June 23, 2020 — The following was released by NOAA Fisheries:
There is an especially valuable environment in Puget Sound made up of the beaches, bluffs, inlets, and river deltas: the nearshore. Nearshore habitat matters to Southern Resident killer whales because their primary prey, Chinook salmon, need them to grow and find safety when they are young. Unfortunately, we have been losing these habitats in Puget Sound to industrial and residential development and agriculture.
Southern Resident Killer Whales eat salmon, primarily Chinook salmon. The whales search out and rely upon the ever-changing abundance of many different Chinook salmon runs up and down the Pacific Coast. Puget Sound Chinook salmon are one of the most important of these for the Southern Residents’ recovery. Puget Sound Chinook salmon, however, are themselves threatened with extinction.
Killer whales eat Chinook salmon when the fish have grown into adults three years old and weighing close to 30 pounds. The salmon are headed back from the ocean through Puget Sound to their home rivers to lay their eggs. To make it to adulthood, though, these fish need to survive their adolescence as “juveniles” or “fry.” That’s where the nearshore zone comes in.

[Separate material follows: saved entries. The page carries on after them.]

/// The text form read by [`FromStr`]. It round-trips for kinds that pass
/// [`ShapeKind::validate`].
impl fmt::Display for ShapeKind {
    fn fmt(&self, f: &mut fmt::Formatter<'_>) -> fmt::Result {
        match self {
            ShapeKind::Rectangle => f.write_str("rect"),
            ShapeKind::Square => f.write_str("square"),
            ShapeKind::Ellipse => f.write_str("ellipse"),
            ShapeKind::Circle => f.write_str("circle"),
            ShapeKind::Diamond => f.write_str("diamond"),
            ShapeKind::Heart => f.write_str("heart"),
            ShapeKind::RoundedRect { radius_ratio } => write!(f, "rounded-rect({radius_ratio})"),
            ShapeKind::Polygon {
                sides,
                rotation_degrees,
            } => {
                if *rotation_degrees == 0.0 {
                    write!(f, "polygon({sides})")
                } else {
                    write!(f, "polygon({sides}, {rotation_degrees})")
                }
            }
            ShapeKind::ArbitraryPath { points } => {
                f.write_str("path(")?;
                for (i, p) in points.iter().enumerate() {
                    if i > 0 {
                        f.write_str(", ")?;
                    }
                    write!(f, "{} {}", p.x, p.y)?;
                }
                f.write_str(")")
            }
        }
    }
}

/// An error which can be returned when parsing a [`ShapeKind`].
#[derive(Clone, Debug, PartialEq, Eq)]
pub enum ShapeParseError {
    /// The name does not denote any shape kind.
    UnknownKind(String),
    /// Unbalanced parentheses, trailing input, or a path vertex that is not
    /// exactly two numbers.
    Malformed,
    /// The kind takes a different number of arguments.
    WrongArgCount {
        /// The canonical name of the kind.
        kind: &'static str,
        /// The number of arguments found.
        found: usize,
    },
    /// An argument is not a finite number (or not an integer where one is
    /// required).
    InvalidNumber(String),
    /// A number is outside the range allowed for the named parameter.
    OutOfRange(&'static str),
}

impl fmt::Display for ShapeParseError {
    fn fmt(&self, f: &mut fmt::Formatter<'_>) -> fmt::Result {
        match self {
            ShapeParseError::UnknownKind(name) => write!(f, "unknown shape kind `{name}`"),
            ShapeParseError::Malformed => f.write_str("malformed shape kind"),
            ShapeParseError::WrongArgCount { kind, found } => {
                write!(f, "wrong number of arguments for `{kind}`: {found}")
            }
            ShapeParseError::InvalidNumber(text) => write!(f, "invalid number `{text}`"),
            ShapeParseError::OutOfRange(what) => write!(f, "{what} out of range"),
        }
    }
}

#[cfg(feature = "std")]
impl std::error::Error for ShapeParseError {}

impl FromStr for ShapeKind {
    type Err = ShapeParseError;

    fn from_str(s: &str) -> Result<ShapeKind, ShapeParseError> {
        let s = s.trim();
        let (name, args) = match s.find('(') {
            Some(open) => {
                let inner = s[open + 1..]
                    .strip_suffix(')')
                    .ok_or(ShapeParseError::Malformed)?;
                if inner.contains(['(', ')']) {
                    return Err(ShapeParseError::Malformed);
                }
                (s[..open].trim_end(), Some(inner.trim()))
            }
            None => {
                if s.contains(')') {
                    return Err(ShapeParseError::Malformed);
                }
                (s, None)
            }
        };
        let name = name.to_ascii_lowercase();
        let args = args.filter(|a| !a.is_empty());

        let kind = match name.as_str() {
            "rect" | "rectangle" => no_args("rect", args, ShapeKind::Rectangle)?,
            "square" => no_args("square", args, ShapeKind::Square)?,
            "ellipse" => no_args("ellipse", args, ShapeKind::Ellipse)?,
            "circle" => no_args("circle", args, ShapeKind::Circle)?,
            "diamond" => no_args("diamond", args, ShapeKind::Diamond)?,
            "heart" => no_args("heart", args, ShapeKind::Heart)?,
            "rounded-rect" => {
                let [ratio] = numbers::<1>("rounded-rect", args)?;
                ShapeKind::RoundedRect {
                    radius_ratio: parse_number(ratio)?,
                }
            }
            "polygon" => parse_polygon(args)?,
            "path" => parse_path(args)?,
            _ => return Err(ShapeParseError::UnknownKind(name)),
        };
        kind.validate()?;
        Ok(kind)
    }
}

fn no_args(
    kind: &'static str,
    args: Option<&str>,
    value: ShapeKind,
) -> Result<ShapeKind, ShapeParseError> {
    match args {
        None => Ok(value),
        Some(args) => Err(ShapeParseError::WrongArgCount {
            kind,
            found: args.split(',').count(),
        }),
    }
}

/// Split the comma separated arguments, requiring exactly `N` of them.
fn numbers<'a, const N: usize>(
    kind: &'static str,
    args: Option<&'a str>,
) -> Result<[&'a str; N], ShapeParseError> {
    let mut out = [""; N];
    let mut found = 0;
    for arg in args.into_iter().flat_map(|a| a.split(',')) {
        if let Some(slot) = out.get_mut(found) {
            *slot = arg.trim();
        }
        found += 1;
    }
    if found == N {
        Ok(out)
    } else {
        Err(ShapeParseError::WrongArgCount { kind, found })
    }
}

fn parse_number(text: &str) -> Result<f64, ShapeParseError> {
    match text.parse::<f64>() {
        Ok(value) if value.is_finite() => Ok(value),
        _ => Err(ShapeParseError::InvalidNumber(text.to_string())),
    }
}

fn parse_polygon(args: Option<&str>) -> Result<ShapeKind, ShapeParseError> {
    let found = args.map_or(0, |a| a.split(',').count());
    let (sides, rotation) = match found {
        1 => {
            let [sides] = numbers::<1>("polygon", args)?;
            (sides, None)
        }
        2 => {
            let [sides, rotation] = numbers::<2>("polygon", args)?;
            (sides, Some(rotation))
        }
        found => {
            return Err(ShapeParseError::WrongArgCount {
                kind: "polygon",
                found,
            })
        }
    };
    let sides = sides
        .parse::<u32>()
        .map_err(|_| ShapeParseError::InvalidNumber(sides.to_string()))?;
    let rotation_degrees = rotation.map(parse_number).transpose()?.unwrap_or(0.0);
    Ok(ShapeKind::Polygon {
        sides,
        rotation_degrees,
    })
}

fn parse_path(args: Option<&str>) -> Result<ShapeKind, ShapeParseError> {
    let mut points = SmallVec::new();
    for vertex in args.into_iter().flat_map(|a| a.split(',')) {
        let mut coords = vertex.split_whitespace();
        let (Some(x), Some(y), None) = (coords.next(), coords.next(), coords.next()) else {
            return Err(ShapeParseError::Malformed);
        };
        points.push(Point::new(parse_number(x)?, parse_number(y)?));
    }
    Ok(ShapeKind::ArbitraryPath { points })
}

#[cfg(test)]
mod tests {
    use super::*;

    fn parse(s: &str) -> Result<ShapeKind, ShapeParseError> {
        s.parse()
    }

    #[test]
    fn simple_kinds() {
        assert_eq!(parse("rect"), Ok(ShapeKind::Rectangle));
        assert_eq!(parse("Rectangle"), Ok(ShapeKind::Rectangle));
        assert_eq!(parse("  SQUARE "), Ok(ShapeKind::Square));
        assert_eq!(parse("ellipse"), Ok(ShapeKind::Ellipse));
        assert_eq!(parse("circle()"), Ok(ShapeKind::Circle));
        assert_eq!(parse("Diamond"), Ok(ShapeKind::Diamond));
        assert_eq!(parse("heart"), Ok(ShapeKind::Heart));
    }

    #[test]
    fn kinds_with_arguments() {
        assert_eq!(parse("rounded-rect(0.1)"), Ok(ShapeKind::rounded_rect(0.1)));
        assert_eq!(parse("polygon ( 5 )"), Ok(ShapeKind::polygon(5)));
        assert_eq!(
            parse("polygon(6,-15.5)"),
            Ok(ShapeKind::Polygon {
                sides: 6,
                rotation_degrees: -15.5
            })
        );
        assert_eq!(
            parse("path(0.5 0, 1 0.5,0 1)"),
            Ok(ShapeKind::arbitrary_path([(0.5, 0.0), (1.0, 0.5), (0.0, 1.0)]))
        );
        assert_eq!(
            parse("path()"),
            Ok(ShapeKind::ArbitraryPath {
                points: SmallVec::new()
            })
        );
    }

    #[test]
    fn display_round_trips() {
        let kinds = [
            ShapeKind::Rectangle,
            ShapeKind::Square,
            ShapeKind::Ellipse,
            ShapeKind::Circle,
            ShapeKind::Diamond,
            ShapeKind::Heart,
            ShapeKind::rounded_rect(0.1),
            ShapeKind::rounded_rect(1.0 / 3.0),
            ShapeKind::polygon(5),
            ShapeKind::Polygon {
                sides: 7,
                rotation_degrees: 12.25,
            },
            ShapeKind::arbitrary_path([
                (0.5, 0.0),
                (0.6, 0.3),
                (1.0, 0.5),
                (0.6, 0.8),
                (0.5, 1.0),
                (0.5, 0.7),
                (0.0, 0.5),
            ]),
        ];
        for kind in kinds {
            let text = kind.to_string();
            assert_eq!(parse(&text), Ok(kind), "{text}");
        }
    }

    #[test]
    fn errors() {
        assert_eq!(
            parse("star"),
            Err(ShapeParseError::UnknownKind("star".to_string()))
        );
        assert_eq!(parse("polygon(5"), Err(ShapeParseError::Malformed));
        assert_eq!(parse("polygon)5("), Err(ShapeParseError::Malformed));
        assert_eq!(parse("path(0.5 0 1)"), Err(ShapeParseError::Malformed));
        assert_eq!(
            parse("heart(1)"),
            Err(ShapeParseError::WrongArgCount {
                kind: "heart",
                found: 1
            })
        );
        assert_eq!(
            parse("rounded-rect"),
            Err(ShapeParseError::WrongArgCount {
                kind: "rounded-rect",
                found: 0
            })
        );
        assert_eq!(
            parse("polygon(5, 1, 2)"),
            Err(ShapeParseError::WrongArgCount {
                kind: "polygon",
                found: 3
            })
        );
        assert_eq!(
            parse("polygon(six)"),
            Err(ShapeParseError::InvalidNumber("six".to_string()))
        );
        assert_eq!(
            parse("polygon(6, NaN)"),
            Err(ShapeParseError::InvalidNumber("NaN".to_string()))
        );
        assert_eq!(parse("polygon(2)"), Err(ShapeParseError::OutOfRange("sides")));
        assert_eq!(
            parse("rounded-rect(1.5)"),
            Err(ShapeParseError::OutOfRange("radius ratio"))
        );
        assert_eq!(
            parse("path(0 0, 1.2 0, 0 1)"),
            Err(ShapeParseError::OutOfRange("path coordinate"))
        );
    }

    #[test]
    fn out_of_range_kinds_do_not_round_trip() {
        let kinds = [
            (ShapeKind::rounded_rect(2.0), "radius ratio"),
            (ShapeKind::rounded_rect(-0.1), "radius ratio"),
            (ShapeKind::polygon(2), "sides"),
            (
                ShapeKind::Polygon {
                    sides: 5,
                    rotation_degrees: f64::INFINITY,
                },
                "rotation",
            ),
            (
                ShapeKind::arbitrary_path([(0.0, 0.0), (2.0, 0.0), (0.0, 1.0)]),
                "path coordinate",
            ),
        ];
        for (kind, what) in kinds {
            assert_eq!(kind.validate(), Err(ShapeParseError::OutOfRange(what)), "{kind}");
            let text = kind.to_string();
            assert!(parse(&text).is_err(), "{text}");
        }
    }

    #[test]
    fn aspect_ratio_and_degeneracy() {
        assert_eq!(ShapeKind::Square.fixed_aspect_ratio(), Some(1.0));
        assert_eq!(ShapeKind::Circle.fixed_aspect_ratio(), Some(1.0));
        assert_eq!(ShapeKind::Ellipse.fixed_aspect_ratio(), None);
        assert_eq!(ShapeKind::polygon(6).fixed_aspect_ratio(), None);

        assert!(ShapeKind::polygon(2).is_degenerate());
        assert!(!ShapeKind::polygon(3).is_degenerate());
        assert!(ShapeKind::arbitrary_path([(0.0, 0.0), (1.0, 1.0)]).is_degenerate());
        assert!(!ShapeKind::Diamond.is_degenerate());

        let tall = Rect::new(0.0, 0.0, 100.0, 300.0);
        assert_eq!(
            ShapeKind::Square.fit_bounds(tall),
            Rect::new(0.0, 100.0, 100.0, 200.0)
        );
    }
}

Tiny young Chinook salmon emerge from the gravel where they hatched from eggs in the rivers of Puget Sound and the Salish Sea—the Skagit, Elwha, Nisqually, and others. Then the young fish follow one of several different strategies to grow as juveniles before heading out to the ocean. They can rear in the river and freshwater floodplains or head downstream to the great tidal river deltas. They can also head all the way out into Puget Sound looking for safety along the shore in pocket estuaries, kelp and eelgrass beds, coastal creeks, or lagoons.